YOUR OBJECTIVE -
Keep every line in which "Stdio" occurs and drop the rest of the data.

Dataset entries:
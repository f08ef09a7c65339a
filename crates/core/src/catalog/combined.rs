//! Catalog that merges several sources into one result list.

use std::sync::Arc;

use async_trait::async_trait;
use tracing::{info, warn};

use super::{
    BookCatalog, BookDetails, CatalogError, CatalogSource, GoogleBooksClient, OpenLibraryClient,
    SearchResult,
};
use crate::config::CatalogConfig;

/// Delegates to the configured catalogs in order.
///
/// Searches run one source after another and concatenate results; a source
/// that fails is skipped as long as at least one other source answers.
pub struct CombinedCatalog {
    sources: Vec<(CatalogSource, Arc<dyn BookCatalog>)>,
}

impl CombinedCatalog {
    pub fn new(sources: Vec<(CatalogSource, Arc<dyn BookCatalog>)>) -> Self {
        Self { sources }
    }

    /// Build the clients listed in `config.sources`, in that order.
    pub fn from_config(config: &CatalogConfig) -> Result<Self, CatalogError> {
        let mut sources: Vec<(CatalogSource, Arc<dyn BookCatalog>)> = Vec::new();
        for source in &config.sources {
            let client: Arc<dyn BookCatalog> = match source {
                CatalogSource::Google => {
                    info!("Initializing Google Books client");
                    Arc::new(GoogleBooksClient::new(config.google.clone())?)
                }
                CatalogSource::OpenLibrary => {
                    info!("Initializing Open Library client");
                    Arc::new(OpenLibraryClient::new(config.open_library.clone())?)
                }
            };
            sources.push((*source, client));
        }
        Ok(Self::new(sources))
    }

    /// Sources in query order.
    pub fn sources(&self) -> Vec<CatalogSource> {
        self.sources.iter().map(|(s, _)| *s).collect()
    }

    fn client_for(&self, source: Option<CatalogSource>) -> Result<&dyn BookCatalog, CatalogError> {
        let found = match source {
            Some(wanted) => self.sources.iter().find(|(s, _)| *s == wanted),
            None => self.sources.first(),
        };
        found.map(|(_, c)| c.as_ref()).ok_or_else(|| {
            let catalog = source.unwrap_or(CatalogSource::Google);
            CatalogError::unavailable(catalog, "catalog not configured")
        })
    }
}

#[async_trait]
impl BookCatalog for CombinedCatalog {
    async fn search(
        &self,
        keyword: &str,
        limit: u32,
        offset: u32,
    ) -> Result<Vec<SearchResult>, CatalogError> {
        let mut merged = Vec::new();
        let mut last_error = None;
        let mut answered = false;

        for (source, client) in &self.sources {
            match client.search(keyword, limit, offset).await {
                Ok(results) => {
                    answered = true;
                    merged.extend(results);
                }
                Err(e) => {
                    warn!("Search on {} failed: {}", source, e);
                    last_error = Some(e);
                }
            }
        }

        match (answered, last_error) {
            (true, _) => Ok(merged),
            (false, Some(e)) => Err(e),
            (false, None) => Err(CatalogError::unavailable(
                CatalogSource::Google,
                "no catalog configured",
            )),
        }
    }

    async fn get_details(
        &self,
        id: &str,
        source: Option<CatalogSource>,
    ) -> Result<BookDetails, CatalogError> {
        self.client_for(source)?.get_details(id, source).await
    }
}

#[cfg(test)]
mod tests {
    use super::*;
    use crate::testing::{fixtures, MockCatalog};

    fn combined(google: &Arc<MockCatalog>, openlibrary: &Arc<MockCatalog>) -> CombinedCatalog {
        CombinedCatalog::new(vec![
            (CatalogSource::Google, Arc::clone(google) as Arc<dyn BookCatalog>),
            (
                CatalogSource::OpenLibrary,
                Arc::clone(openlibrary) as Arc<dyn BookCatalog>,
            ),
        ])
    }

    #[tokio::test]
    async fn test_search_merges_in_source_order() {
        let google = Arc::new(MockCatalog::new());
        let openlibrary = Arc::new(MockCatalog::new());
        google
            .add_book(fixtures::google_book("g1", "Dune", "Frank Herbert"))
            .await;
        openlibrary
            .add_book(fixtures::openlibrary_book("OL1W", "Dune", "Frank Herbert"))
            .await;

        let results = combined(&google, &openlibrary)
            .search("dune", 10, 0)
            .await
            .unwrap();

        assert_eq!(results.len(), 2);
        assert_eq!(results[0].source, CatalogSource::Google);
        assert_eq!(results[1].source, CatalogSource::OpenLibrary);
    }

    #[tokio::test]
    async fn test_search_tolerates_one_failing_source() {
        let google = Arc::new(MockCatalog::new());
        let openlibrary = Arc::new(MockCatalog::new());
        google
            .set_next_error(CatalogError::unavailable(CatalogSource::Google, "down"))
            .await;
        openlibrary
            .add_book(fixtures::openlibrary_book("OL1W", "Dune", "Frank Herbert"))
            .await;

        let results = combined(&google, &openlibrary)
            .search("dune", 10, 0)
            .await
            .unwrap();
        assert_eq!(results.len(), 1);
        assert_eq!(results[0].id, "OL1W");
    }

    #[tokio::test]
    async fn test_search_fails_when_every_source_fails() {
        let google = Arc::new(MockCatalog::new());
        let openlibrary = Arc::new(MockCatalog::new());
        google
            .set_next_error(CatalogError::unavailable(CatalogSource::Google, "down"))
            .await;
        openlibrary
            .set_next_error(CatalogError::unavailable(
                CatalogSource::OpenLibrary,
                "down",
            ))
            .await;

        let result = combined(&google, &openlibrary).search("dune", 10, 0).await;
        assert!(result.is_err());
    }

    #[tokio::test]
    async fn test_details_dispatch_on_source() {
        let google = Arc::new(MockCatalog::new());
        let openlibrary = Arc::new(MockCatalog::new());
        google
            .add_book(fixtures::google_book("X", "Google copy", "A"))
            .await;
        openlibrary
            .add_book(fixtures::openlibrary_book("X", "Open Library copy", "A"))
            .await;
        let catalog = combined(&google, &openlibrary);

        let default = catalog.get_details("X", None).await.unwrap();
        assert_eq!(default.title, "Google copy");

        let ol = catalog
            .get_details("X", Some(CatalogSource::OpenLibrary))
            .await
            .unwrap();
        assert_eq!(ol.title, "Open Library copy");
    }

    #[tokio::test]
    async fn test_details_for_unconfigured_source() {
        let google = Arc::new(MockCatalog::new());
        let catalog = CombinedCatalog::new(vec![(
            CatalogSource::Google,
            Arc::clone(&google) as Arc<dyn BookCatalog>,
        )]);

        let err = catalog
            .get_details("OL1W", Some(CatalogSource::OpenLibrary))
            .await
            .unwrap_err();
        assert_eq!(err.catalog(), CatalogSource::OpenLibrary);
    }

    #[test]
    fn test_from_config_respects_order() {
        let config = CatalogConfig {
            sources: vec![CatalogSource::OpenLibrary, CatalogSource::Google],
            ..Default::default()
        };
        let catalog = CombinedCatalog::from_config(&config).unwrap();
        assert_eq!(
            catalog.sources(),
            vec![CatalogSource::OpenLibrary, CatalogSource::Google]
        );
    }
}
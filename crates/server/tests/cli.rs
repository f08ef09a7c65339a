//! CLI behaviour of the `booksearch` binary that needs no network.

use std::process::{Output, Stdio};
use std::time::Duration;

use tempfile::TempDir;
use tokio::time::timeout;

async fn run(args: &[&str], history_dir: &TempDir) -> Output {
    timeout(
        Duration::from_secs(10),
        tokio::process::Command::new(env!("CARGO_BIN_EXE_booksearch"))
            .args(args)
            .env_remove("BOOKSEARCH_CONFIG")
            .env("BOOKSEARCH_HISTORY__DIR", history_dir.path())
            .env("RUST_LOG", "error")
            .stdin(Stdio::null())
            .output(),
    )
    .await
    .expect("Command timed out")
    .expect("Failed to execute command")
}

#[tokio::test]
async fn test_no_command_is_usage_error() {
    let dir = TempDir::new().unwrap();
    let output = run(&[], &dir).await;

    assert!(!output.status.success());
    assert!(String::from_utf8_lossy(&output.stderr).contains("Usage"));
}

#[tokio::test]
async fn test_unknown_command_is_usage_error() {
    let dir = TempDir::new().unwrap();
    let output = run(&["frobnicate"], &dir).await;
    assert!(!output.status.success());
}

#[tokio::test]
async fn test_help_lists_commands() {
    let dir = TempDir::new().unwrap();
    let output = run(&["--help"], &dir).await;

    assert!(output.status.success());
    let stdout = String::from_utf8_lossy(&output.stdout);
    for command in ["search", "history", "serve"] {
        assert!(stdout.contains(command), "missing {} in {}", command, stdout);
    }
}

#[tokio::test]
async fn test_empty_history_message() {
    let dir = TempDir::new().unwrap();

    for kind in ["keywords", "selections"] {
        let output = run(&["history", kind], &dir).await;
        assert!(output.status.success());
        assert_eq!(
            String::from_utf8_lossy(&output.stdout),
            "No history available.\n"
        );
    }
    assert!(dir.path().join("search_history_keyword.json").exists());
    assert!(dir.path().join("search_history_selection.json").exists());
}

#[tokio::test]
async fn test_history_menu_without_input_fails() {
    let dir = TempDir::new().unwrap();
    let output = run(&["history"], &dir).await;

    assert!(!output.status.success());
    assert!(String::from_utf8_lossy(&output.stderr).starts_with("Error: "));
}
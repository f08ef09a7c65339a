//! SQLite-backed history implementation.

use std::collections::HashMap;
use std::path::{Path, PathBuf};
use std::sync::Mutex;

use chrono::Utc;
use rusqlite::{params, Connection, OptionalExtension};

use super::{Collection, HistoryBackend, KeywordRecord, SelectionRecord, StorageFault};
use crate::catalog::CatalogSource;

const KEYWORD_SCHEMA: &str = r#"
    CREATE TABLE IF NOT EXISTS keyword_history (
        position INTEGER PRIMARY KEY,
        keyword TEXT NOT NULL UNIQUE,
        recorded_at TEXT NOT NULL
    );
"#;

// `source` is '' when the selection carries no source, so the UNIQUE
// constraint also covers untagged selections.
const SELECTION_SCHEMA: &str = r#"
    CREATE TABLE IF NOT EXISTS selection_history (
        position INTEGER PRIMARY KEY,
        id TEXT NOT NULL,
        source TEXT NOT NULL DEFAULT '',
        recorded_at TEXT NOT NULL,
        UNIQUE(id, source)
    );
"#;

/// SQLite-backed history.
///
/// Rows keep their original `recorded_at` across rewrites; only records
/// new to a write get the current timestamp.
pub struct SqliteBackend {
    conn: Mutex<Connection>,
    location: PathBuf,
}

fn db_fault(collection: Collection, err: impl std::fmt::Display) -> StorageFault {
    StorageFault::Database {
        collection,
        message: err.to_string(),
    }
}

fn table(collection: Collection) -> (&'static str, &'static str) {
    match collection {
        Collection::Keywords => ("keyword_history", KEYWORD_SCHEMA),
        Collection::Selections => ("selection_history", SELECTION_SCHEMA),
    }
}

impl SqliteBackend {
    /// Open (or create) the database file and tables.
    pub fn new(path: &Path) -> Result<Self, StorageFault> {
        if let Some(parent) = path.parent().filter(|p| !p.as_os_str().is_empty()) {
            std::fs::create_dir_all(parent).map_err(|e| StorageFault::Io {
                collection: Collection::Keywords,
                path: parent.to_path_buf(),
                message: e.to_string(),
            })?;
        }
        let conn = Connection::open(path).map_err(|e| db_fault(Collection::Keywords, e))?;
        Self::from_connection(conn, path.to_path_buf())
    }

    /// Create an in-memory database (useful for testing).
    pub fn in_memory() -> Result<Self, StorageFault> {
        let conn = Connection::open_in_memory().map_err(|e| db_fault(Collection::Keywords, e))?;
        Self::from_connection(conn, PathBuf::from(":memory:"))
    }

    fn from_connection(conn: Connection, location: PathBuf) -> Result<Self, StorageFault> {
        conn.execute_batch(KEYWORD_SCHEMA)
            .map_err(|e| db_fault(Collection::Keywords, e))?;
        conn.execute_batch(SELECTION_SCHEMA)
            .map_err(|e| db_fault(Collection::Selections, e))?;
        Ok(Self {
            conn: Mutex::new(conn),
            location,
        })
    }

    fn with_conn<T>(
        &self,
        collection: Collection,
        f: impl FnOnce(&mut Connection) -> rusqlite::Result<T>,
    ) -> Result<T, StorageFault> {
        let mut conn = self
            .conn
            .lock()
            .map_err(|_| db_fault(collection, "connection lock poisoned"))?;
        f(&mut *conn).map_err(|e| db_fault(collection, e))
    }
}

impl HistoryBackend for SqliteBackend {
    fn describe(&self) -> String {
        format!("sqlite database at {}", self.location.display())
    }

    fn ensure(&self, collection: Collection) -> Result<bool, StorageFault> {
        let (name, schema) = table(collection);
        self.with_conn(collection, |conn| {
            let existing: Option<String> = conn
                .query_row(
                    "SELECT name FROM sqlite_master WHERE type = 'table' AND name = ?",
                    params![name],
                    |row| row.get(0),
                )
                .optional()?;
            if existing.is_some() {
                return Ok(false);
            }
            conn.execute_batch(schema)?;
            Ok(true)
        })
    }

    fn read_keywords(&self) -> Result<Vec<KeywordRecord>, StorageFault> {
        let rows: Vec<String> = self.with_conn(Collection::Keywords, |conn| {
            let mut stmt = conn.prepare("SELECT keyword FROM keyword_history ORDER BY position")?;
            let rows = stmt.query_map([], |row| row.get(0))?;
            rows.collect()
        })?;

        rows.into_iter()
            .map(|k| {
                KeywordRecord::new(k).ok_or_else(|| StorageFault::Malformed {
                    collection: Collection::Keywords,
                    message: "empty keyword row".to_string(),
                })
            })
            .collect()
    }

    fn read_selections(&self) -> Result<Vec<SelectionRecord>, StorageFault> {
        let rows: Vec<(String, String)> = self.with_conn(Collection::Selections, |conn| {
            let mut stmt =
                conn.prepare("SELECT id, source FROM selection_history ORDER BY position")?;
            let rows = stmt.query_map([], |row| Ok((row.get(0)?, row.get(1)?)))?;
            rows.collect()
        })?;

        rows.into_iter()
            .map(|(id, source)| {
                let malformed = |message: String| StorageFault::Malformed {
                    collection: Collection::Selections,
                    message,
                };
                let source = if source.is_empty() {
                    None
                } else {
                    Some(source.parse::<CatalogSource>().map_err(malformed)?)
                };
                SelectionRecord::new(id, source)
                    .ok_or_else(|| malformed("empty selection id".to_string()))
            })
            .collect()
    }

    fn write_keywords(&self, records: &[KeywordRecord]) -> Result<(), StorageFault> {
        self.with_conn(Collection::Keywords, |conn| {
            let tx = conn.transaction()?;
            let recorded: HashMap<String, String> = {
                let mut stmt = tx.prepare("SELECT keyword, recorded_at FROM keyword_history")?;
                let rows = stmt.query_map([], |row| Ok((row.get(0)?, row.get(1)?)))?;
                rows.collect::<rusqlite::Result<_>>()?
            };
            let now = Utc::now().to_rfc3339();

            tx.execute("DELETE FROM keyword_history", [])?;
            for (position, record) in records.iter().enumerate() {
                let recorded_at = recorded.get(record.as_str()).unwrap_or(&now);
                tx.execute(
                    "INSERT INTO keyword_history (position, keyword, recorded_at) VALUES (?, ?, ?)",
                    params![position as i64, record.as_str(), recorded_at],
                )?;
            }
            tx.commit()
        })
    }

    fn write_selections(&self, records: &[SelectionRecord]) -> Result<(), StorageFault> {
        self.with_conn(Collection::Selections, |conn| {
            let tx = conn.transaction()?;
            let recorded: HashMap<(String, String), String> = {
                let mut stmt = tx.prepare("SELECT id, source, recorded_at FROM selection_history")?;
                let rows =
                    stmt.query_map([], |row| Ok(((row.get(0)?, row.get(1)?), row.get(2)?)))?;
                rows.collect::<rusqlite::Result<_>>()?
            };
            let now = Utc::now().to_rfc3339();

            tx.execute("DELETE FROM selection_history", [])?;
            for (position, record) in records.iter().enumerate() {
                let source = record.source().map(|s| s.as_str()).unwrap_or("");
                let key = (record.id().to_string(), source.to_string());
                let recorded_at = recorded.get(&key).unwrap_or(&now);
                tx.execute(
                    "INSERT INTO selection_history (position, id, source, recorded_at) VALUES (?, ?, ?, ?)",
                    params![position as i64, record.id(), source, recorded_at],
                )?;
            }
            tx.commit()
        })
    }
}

EXPECTED ANSWER -
use std::process::{Output, Stdio};
            .stdin(Stdio::null())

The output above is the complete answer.